Machine designers are increasingly embracing gearheads to take benefit of the most recent advances in servo motor technology. Essentially, a gearhead converts high-rate, low-torque energy into low-speed, high-torque output. A servo engine provides highly accurate positioning of its result shaft. When these two devices are paired with each other, they enhance each other’s strengths, providing controlled motion that is precise, robust, and reliable.
Servo Gearboxes are robust! While there are high torque servos available that doesn’t imply they are able to compare to the load capacity of a Servo Gearbox.

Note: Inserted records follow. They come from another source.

//! # Explorer
//!
//! Drives the [`TreeState`] from user intents: it sequences the backend calls,
//! applies confirmed results through the mutation reducer and keeps the
//! process markers in sync on both success and failure paths.
//!
//! The tree sits behind a synchronous mutex that is never held across an
//! await point, so each tree update is atomic. Operations on the same node run
//! one after another in issuance order (see [`NodeQueues`]); operations on
//! different nodes interleave freely.
//!
//! ## Policies
//!
//! - create, rename, delete: the backend confirms first, then the tree changes
//! - move: applied optimistically, rolled back if the backend refuses it
//! - inserting under a node whose children are not loaded yet resolves them first

use std::collections::HashMap;
use std::sync::{Arc, Mutex, MutexGuard};

use tokio::sync::{broadcast, watch, OwnedMutexGuard};

use crate::config::ExplorerConfig;
use crate::errors::{ExplorerError, ExplorerResult};
use crate::mutations::{Mutation, MutationOutcome};
use crate::node::{Node, NodeAction, NodeId};
use crate::pending::{NodeQueues, PendingLedger};
use crate::process::{ProcessKind, ProcessList};
use crate::signals::{NodeSignal, NodeSubscription};
use crate::sync::{DocumentContent, DocumentRecord, RemoteSync, StoryRecord, SyncAdapter};
use crate::tree::{Destination, MoveOutcome, TreeEvent, TreeState};

#[derive(Debug, Clone, Default)]
struct ContentEntry {
    content: DocumentContent,
    /// Bumped on every edit
    generation: u64,
    /// Generation last persisted
    saved: u64,
}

The small splined output shaft of a normal servo isn’t long enough, large enough or supported well enough to handle some loads despite the fact that the torque numbers seem to be appropriate for the application. A servo gearbox isolates the strain to the gearbox output shaft which is supported by a set of ABEC-5 precision ball bearings. The external shaft can withstand extreme loads in the axial and radial directions without transferring those forces to the servo. Subsequently, the servo operates more freely and is able to transfer more torque to the result shaft of the gearbox.